Aan welke delictsomschrijving zouden de hiervoren summier weergegeven, uiterst moeizaam verkregen gegevens nu in een alledaagse strafrechtelijke procedure worden getoetst? Wij kunnen uiteraard weer denken aan de eerder vermelde artikelen 362 en 363 sr. (het aanvaarden van de belofte tot steekpenningen). Het ligt echter veel meer voor de hand het in andere richting te zoeken. De delictsomschrijvingen van de artikelen 362 en 363 passen meer op een situatie waarin de ambtenaar zich passief gedraagt en de ‘schenkende’ partij als omkoper een meer actieve rol speelt. Hier lagen de zaken juist andersom. Bernhard speelde de actieve rol. Lockheed was aan van kelijk weigerachtig en veranderde pas onder de nauwelijks verholen dreiging van de tweede brief van koers. Onder die omstandigheden lijkt toetsing aan art. 362 sr., het misdrijf van oplichting, meer voor de hand. Wil een gebeurtenis als oplichting kunnen worden gekwalificeerd, dan moet voldaan zijn aan de volgende voorwaarden. In de eerste plaats moet er sprake zijn van een oogmerk van wederrechtelijke bevoordeling. Gezien de positie van Bernhard in de Nederlandse staatsorganisatie en het feit dat de levering van de Orions in het kader van een ‘government to government’-contract zou plaatsvinden staat de wederrechtelijkheid van het oogmerk van bevoordeling vast. Voor de vraag of er van een oogmerk van wederrechtelijke bevoordeling sprake is, is het irrelevant of het om geld ging voor Bernhard zelf of voor het World Wildlife Fund.
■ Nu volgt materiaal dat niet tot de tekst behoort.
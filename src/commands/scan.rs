// File: scan.rs
// SPDX-License-Identifier: MIT OR Apache-2.0
//
// Copyright (c) 2023-2025
// - Volker Schwaberow <volker@schwaberow.de>

use chrono::{DateTime, Utc};
use colored::*;
use log::debug;
use std::io::{self, BufRead};
use std::num::NonZeroU32;
use std::sync::Arc;

use super::{format_duration, print_info, print_warning, CommandResult};
use crate::cli::ScanArgs;
use crate::getstate::GetState;
use crate::report::ReportGenerator;
use crate::scanner::Scanner;
use crate::target::{parse_target_lines, Target};

pub async fn execute(args: &ScanArgs) -> CommandResult {
    let targets = collect_targets(args)?;
    if targets.is_empty() {
        print_warning("No targets to probe");
        return Ok(());
    }

    let config = args.to_config();
    let rate_limit = NonZeroU32::new(args.rate_limit).unwrap_or(NonZeroU32::MIN);
    let state = Arc::new(GetState::new());
    let scanner = Scanner::new(Arc::clone(&state), config, rate_limit);

    let results = scanner.work(Arc::new(targets)).await;

    let entries = ReportGenerator::build_entries(&results, &config);
    let rendered = ReportGenerator::render(&entries, args.format.into())?;
    print!("{}", rendered);
    if !rendered.is_empty() && !rendered.ends_with('\n') {
        println!();
    }

    if !config.suppress_stats() {
        print_summary(&state);
    }
    Ok(())
}

fn collect_targets(args: &ScanArgs) -> Result<Vec<Target>, Box<dyn std::error::Error + Send + Sync>> {
    let mut lines: Vec<String> = args.targets.clone();

    if let Some(path) = &args.input_file {
        let content = std::fs::read_to_string(path)?;
        lines.extend(content.lines().map(str::to_string));
    } else if args.targets.is_empty() {
        debug!("Reading targets from stdin");
        for line in io::stdin().lock().lines() {
            lines.push(line?);
        }
    }

    let (targets, rejected) = parse_target_lines(lines.iter().map(String::as_str));
    for (line, e) in rejected {
        print_warning(&format!("Skipping '{}': {}", line, e));
    }
    Ok(targets)
}

fn human_time(millis: u64) -> String {
    DateTime::<Utc>::from_timestamp_millis(millis as i64)
        .map(|t| t.format("%Y-%m-%d %H:%M:%S UTC").to_string())
        .unwrap_or_else(|| "unknown".to_string())
}

fn print_summary(state: &GetState) {
    print_info(&format!(
        "{} targets. Started at {} / Ended at {}. {}.",
        state.total_requests(),
        human_time(state.start_time()),
        human_time(state.end_time()),
        format_duration(state.elapsed_ms())
    ));
    eprintln!(
        "  {} {}  {} {}  {} {}",
        "Confirmed:".red().bold(),
        state.confirmed(),
        "Rejected:".yellow(),
        state.rejected(),
        "Unreachable:".dimmed(),
        state.unreachable()
    );
}

#[cfg(test)]
mod tests {
    use super::*;

    #[test]
    fn test_human_time() {
        assert_eq!(human_time(0), "1970-01-01 00:00:00 UTC");
    }
}
// File: handshake.rs
// SPDX-License-Identifier: MIT OR Apache-2.0
//
// Copyright (c) 2025
// - Volker Schwaberow <volker@schwaberow.de>

/// Magic string a JDWP agent expects first and echoes back verbatim.
pub const JDWP_HANDSHAKE_REQUEST: &[u8] = b"JDWP-Handshake";

/// The only response accepted as proof of a live JDWP agent.
pub const JDWP_HANDSHAKE_RESPONSE: &[u8] = JDWP_HANDSHAKE_REQUEST;

/// Reply of a simulated peer that speaks something other than JDWP.
pub const NOT_JDWP_MARKER: &[u8] = b"NOT-JDWP";

/// Slack on top of the token length so oversized replies are read and rejected.
pub const RESPONSE_SLACK: usize = 10;

/// Upper bound of a single prober read.
pub const PROBE_READ_CAP: usize = JDWP_HANDSHAKE_RESPONSE.len() + RESPONSE_SLACK;

/// Upper bound of a single simulated peer read.
pub const PEER_READ_CAP: usize = 100;

/// Byte-exact comparison against the handshake response.
pub fn is_handshake_response(payload: &[u8]) -> bool {
    payload == JDWP_HANDSHAKE_RESPONSE
}

/// Byte-exact comparison against the handshake request.
pub fn is_handshake_request(payload: &[u8]) -> bool {
    payload == JDWP_HANDSHAKE_REQUEST
}

/// Lossy rendering for log lines; payloads from the wire are not trusted to be ASCII.
pub fn printable(payload: &[u8]) -> String {
    String::from_utf8_lossy(payload).escape_debug().to_string()
}
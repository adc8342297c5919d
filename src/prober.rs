// File: prober.rs
// SPDX-License-Identifier: MIT OR Apache-2.0
//
// Copyright (c) 2025
// - Volker Schwaberow <volker@schwaberow.de>

use crate::config::ConfigParameter;
use crate::error::{HandshakeResult, ProbeError};
use crate::handshake::{
    is_handshake_response, printable, JDWP_HANDSHAKE_REQUEST, PROBE_READ_CAP,
};
use log::{debug, trace, warn};
use serde::Serialize;
use std::fmt;
use std::time::Duration;
use tokio::io::{AsyncReadExt, AsyncWriteExt};
use tokio::net::TcpStream;
use tokio::time::timeout;

/// Result of a single handshake attempt.
///
/// `Unreachable` means no TCP session was established. `Rejected` means a
/// session existed but the exact handshake echo never arrived.
#[derive(Debug, Clone, Copy, PartialEq, Eq, Hash, Serialize)]
#[serde(rename_all = "lowercase")]
pub enum ProbeOutcome {
    Confirmed,
    Rejected,
    Unreachable,
}

impl ProbeOutcome {
    pub fn is_vulnerable(&self) -> bool {
        matches!(self, Self::Confirmed)
    }

    pub fn as_str(&self) -> &'static str {
        match self {
            Self::Confirmed => "confirmed",
            Self::Rejected => "rejected",
            Self::Unreachable => "unreachable",
        }
    }
}

impl fmt::Display for ProbeOutcome {
    fn fmt(&self, f: &mut fmt::Formatter<'_>) -> fmt::Result {
        write!(f, "{}", self.as_str())
    }
}

/// Checks whether `host:port` answers the JDWP handshake.
///
/// Uses the default timeouts and never fails: every network fault becomes `false`.
pub async fn probe(host: &str, port: u16) -> bool {
    probe_with(host, port, &ConfigParameter::default())
        .await
        .is_vulnerable()
}

/// One connection, one write, one bounded read. No retries.
pub async fn probe_with(host: &str, port: u16, config: &ConfigParameter) -> ProbeOutcome {
    let mut stream = match connect(host, port, config.connect_timeout()).await {
        Ok(stream) => stream,
        Err(e) if e.is_connect_failure() => {
            debug!("Connection to {}:{} failed: {}", host, port, e);
            return ProbeOutcome::Unreachable;
        }
        Err(e) => {
            warn!("Failed to connect to {}:{}: {}", host, port, e);
            return ProbeOutcome::Unreachable;
        }
    };
    debug!("Connected to {}:{}", host, port);

    let exchanged = exchange(&mut stream, config.read_timeout()).await;

    if let Err(e) = stream.shutdown().await {
        trace!("Shutdown of {}:{} failed: {}", host, port, e);
    }
    drop(stream);

    match exchanged {
        Ok(response) if is_handshake_response(&response) => {
            debug!("JDWP handshake confirmed at {}:{}", host, port);
            ProbeOutcome::Confirmed
        }
        Ok(response) => {
            debug!(
                "Unexpected handshake response from {}:{}: '{}' ({} bytes)",
                host,
                port,
                printable(&response),
                response.len()
            );
            ProbeOutcome::Rejected
        }
        Err(e @ (ProbeError::ReadTimeout | ProbeError::ConnectionReset)) => {
            debug!("No handshake response from {}:{}: {}", host, port, e);
            ProbeOutcome::Rejected
        }
        Err(e) => {
            warn!("Handshake with {}:{} aborted: {}", host, port, e);
            ProbeOutcome::Rejected
        }
    }
}

async fn connect(host: &str, port: u16, connect_timeout: Duration) -> HandshakeResult<TcpStream> {
    match timeout(connect_timeout, TcpStream::connect((host, port))).await {
        Ok(Ok(stream)) => Ok(stream),
        Ok(Err(e)) => Err(connect_error(e)),
        Err(_) => Err(ProbeError::ConnectTimeout),
    }
}

/// An OS-level ETIMEDOUT while connecting is a connect timeout, not a read timeout.
fn connect_error(error: std::io::Error) -> ProbeError {
    match error.kind() {
        std::io::ErrorKind::TimedOut => ProbeError::ConnectTimeout,
        _ => error.into(),
    }
}

async fn exchange(stream: &mut TcpStream, read_timeout: Duration) -> HandshakeResult<Vec<u8>> {
    stream.write_all(JDWP_HANDSHAKE_REQUEST).await?;
    stream.flush().await?;
    trace!("Sent '{}'", printable(JDWP_HANDSHAKE_REQUEST));

    let mut buffer = [0u8; PROBE_READ_CAP];
    let read = match timeout(read_timeout, stream.read(&mut buffer)).await {
        Ok(read) => read?,
        Err(_) => return Err(ProbeError::ReadTimeout),
    };
    trace!("Received '{}'", printable(&buffer[..read]));

    Ok(buffer[..read].to_vec())
}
Uit de | |||||||||||||||||
[pagina 618]
| |||||||||||||||||
brieven en uit de correspondentie van Bernhard kan het oogmerk van wederrechtelijke bevoordeling onomstotelijk worden afgeleid. Een volgende voorwaarde is het ‘iemand bewegen tot afgifte van enig goed of tot het aangaan van schuld’. Blijkens de verklaringen van Bernhard was dit zijn opzet. Al heeft Bernhard uiteindelijk verklaard dat hij zich niet kan herinneren of de overeenkomst uiteindelijk tot stand is gekomen, uit de verklaringen van Smith en uit het overgelegde visitekaartje (in onderling verband bezien) lijkt het vereiste bewijs dat ook deze voorwaarde is vervuld, ruimschoots te leveren, gemeten aan de standaard van de normale strafrechtelijke praktijk. Ten slotte is een voorwaarde dat gebruik is gemaakt van ‘oplichtingsmiddelen’. Eén daarvan is ‘een samenweefsel van verdichtsels’. In de jurisprudentie wordt al ‘een samenweefsel van verdichtsels’ aangenomen als het gaat om meer dan éen leugen voor zover de onwaarheden onderling zijn verbonden. Wanneer we de brieven van Bernhard beschouwen in samenhang met zijn andere verklaringen en met hetgeen ook overigens over de hele operatie is bekend geworden, blijkt dat in die brieven op zijn minst een drietal ‘leugens’ (in de zin waarin dit begrip in de normale strafrechtelijke praktijk wordt opgevat) valt aan te wijzen. Bij de vraag of we deze leugens al dan niet als een ‘samenweefsel van verdichtsels’ moeten beschouwen, moeten wij de positie van de afzender van de brief mede in de beschouwingen betrekken. In de context van een ‘kermisshow’ zal een samenstel van leugens minder snel als een ‘samenweefsel van verdichtsels’ moeten worden opgevat dan in de context van een brief, verzonden door de Prins der Nederlanden die vele officiële en niet-officiële functies in de Nederlandse samenleving bekleedt.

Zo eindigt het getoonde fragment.